Luckily male and female are the only two genders in this planet and I cannot imagine a third or fourth one. Although apparently one has its own existence without being attached to the other however, no one is complete without the other as spiritually, psychologically and emotionally they are actually a single entity. This single entity ensures continuity of life. Although together they are a single-unit', however, at times we portray one as other's 'better-half' or 'other-half' (in a relationship), and 'counterpart' (when in conflict). For the purpose of this discussion, I would exclude male species from the 'single-unit' and consider them as 'better-half', 'other-half', or 'counterpart', although at many stages of life whatever is true about women may also be the same for men. In this deeply divided society the gaps between the haves and have-nots is colossal. As a result what may be true for rich or educated family may not be true for poor or illiterate family. Situation may change drastically depending on the upbringing of an individual. These diversities of socioeconomic status make it very difficult to jump into a general conclusion about the issues relating to female genders.

Daughter, sister, colleague, wife, mother, married, divorced, widow, old and in-laws are some of the notable different stages of life a complete woman passes through. Since time immemorial women are always considered inferior to men and there are many synonyms associated with the word 'female' suggesting woman a weaker gender in order to make them believe that they are insignificant in the society. Although it is a proven fact that under good environment and when women were given equal opportunity they can serve at the front line of everything in equal strength against their counterparts. Just to mention here that it is not only the men who are counterparts of women but, under the prevailing social structure, on many occasions the women themselves are also the principal counterparts of other women especially the "in-laws".

In the existing socioeconomic structure we do not allow and at times prohibits them to go out of the abode on their own, although, at times it is done for their own protection. However, although in a slow pace and in smaller number they are coming out of their nest and spreading their wings in different fields. Those who got the opportunity (earned or otherwise) to come on the top are now asking for opportunity to voice their own causes from inside the policy making institutions. Sometimes they are very loud about this 'women empowerment' and not to mention in days like Women's Day their voices are more clear and really demanding and our lawmakers are struggling to find a suitable formula to accommodate them.

It is true that no one can create effective awareness but those who are the victims of these social vices. Keeping that in mind, framers of our Constitution kept clear provisions for the women to represent themselves in all sphere of life. There are two options available in the market one is that they should be nominated or selected, obviously this would be a non-democratic process and the other is democratically i.e. by direct vote. In my view selection or nomination would not serve the purpose in anyway as it only would be an ornamental addition to the parliament and may expose women genders to nepotism or exploitation. Direct election would be the best possible way however I would leave it for the lawmakers to find out a suitable formula in order to empower the women section of the society. Let us concentrate on other issues in this matter and try to find out whether empowerment of women alone, even in a proportional representative system, would really solve any of these problems or whether women are only crazy to go on the top or would not mind to become a set of imitation in the parliament.

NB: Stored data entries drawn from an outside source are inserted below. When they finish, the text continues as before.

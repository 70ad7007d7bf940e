use log::debug;
use mongodb::{
    bson::doc,
    error::Error as DbError,
    options::{FindOneAndUpdateOptions, ReturnDocument, UpdateOptions},
};
use rocket::http::Status;
use serde::{Deserialize, Serialize};

use crate::error::{Error, Result};
use crate::model::mongodb::Coll;

pub const CITIZEN_ID_COUNTER: &str = "citizen_id";
pub const PARTY_ID_COUNTER: &str = "party_id";
pub const CONSTITUENCY_ID_COUNTER: &str = "constituency_id";
pub const ELECTION_ID_COUNTER: &str = "election_id";

const ALL_COUNTERS: [&str; 4] = [
    CITIZEN_ID_COUNTER,
    PARTY_ID_COUNTER,
    CONSTITUENCY_ID_COUNTER,
    ELECTION_ID_COUNTER,
];

/// A counter object used to implement auto-increment fields.
#[derive(Debug, Clone, Serialize, Deserialize)]
pub struct Counter {
    #[serde(rename = "_id")]
    pub id: String,
    pub next: u32,
}

impl Counter {
    /// Atomically retrieve the next value of the counter with the given ID.
    pub async fn next(counters: &Coll<Counter>, id: &str) -> Result<u32> {
        let update = doc! {
            "$inc": { "next": 1 }
        };
        let options = FindOneAndUpdateOptions::builder()
            .return_document(ReturnDocument::Before)
            .build();
        let counter = counters
            .find_one_and_update(doc! { "_id": id }, update, options)
            .await?
            .ok_or_else(|| {
                Error::Status(
                    Status::InternalServerError,
                    format!("Failed to find counter with ID {id}"),
                )
            })?;
        Ok(counter.next)
    }
}

/// Ensure every ID counter exists, starting new ones at 1.
///
/// This operation is idempotent, and never resets an existing counter.
pub async fn ensure_counters_exist(counters: &Coll<Counter>) -> std::result::Result<(), DbError> {
    debug!("Ensuring ID counters exist");
    let upsert = UpdateOptions::builder().upsert(true).build();
    for id in ALL_COUNTERS {
        counters
            .update_one(
                doc! { "_id": id },
                doc! { "$setOnInsert": { "next": 1 } },
                upsert.clone(),
            )
            .await?;
    }
    Ok(())
}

Some of the major obstructions which are hindering the process of welcoming them into the broader picture of this nation are dowry, acid throwing, superstition, rape, and child-marriage, fatwa (decision) with bad intention, prostitution, illegal trafficking, norms and discrimination. Each and every one of the aforesaid problems is bigger than the other one and closely entangled or associated with many other vices. These other vices are not usually addressed by the so-called 'high society girls' as gender problems. For example 'fatwa'-may look like a feminine problem however it is actually a social problem and concentrated mostly is the rural areas which are full of dodgy 'pirs' and half-educated Imams. Most of the unfortunate incidents involving 'fatwa' decreed, sometimes at the behest of unscrupulous people, by the half-educated Imams with superstitious believes and against the illiterate and poor people. In other words to solve the problem of 'fatwa' we need to equip ourselves and our Imams with proper education. The same is true about 'dowry' which undoubtedly is closely linked with 'poverty', 'child marriage', 'illiteracy', 'norms' and 'superstitions'. It is generally the older women of the family who are more vocal and active to find a husband for a small girl as little as 9 or even younger. How about illegal trafficking, prostitution, domestic maid, child labour? Are they independent problems? Without any doubt the answer should be an emphatic no. These are also closely connected with 'poverty', 'ignorance' and 'illiteracy'. More importantly there are laws in place to punish the perpetrator. Why then all the aforesaid problems are on raise? The simple answer is lack of awareness, poverty, overpopulation, illiteracy and the way we look at women, a weak gender. None can be solved without solving many others.

At the encouragement of many women organisations and other pressure groups quite a few special legislations are in place and 'all the newly enacted special legislations have become weapons for the unscrupulous people to harass and humiliate the innocent'-[Whither rule of law? The Independent 22.01.2003], and one of my learned friend rightly pointed out that most of these new legislations are only to protect the physical structure of the women instead of for the betterment of feminine gender in general. In the learned lower Court there is a Court room which is popularly know as 'Women and Children's Court. This particular Court room is very busy and overcrowded than the other Court rooms. Shockingly most of the cases filed before this Court are simply false. Illiterate and poor women folks are being persuaded (with or without force) or allured by the crooked people to file false cases against the innocent people out of previous enmity.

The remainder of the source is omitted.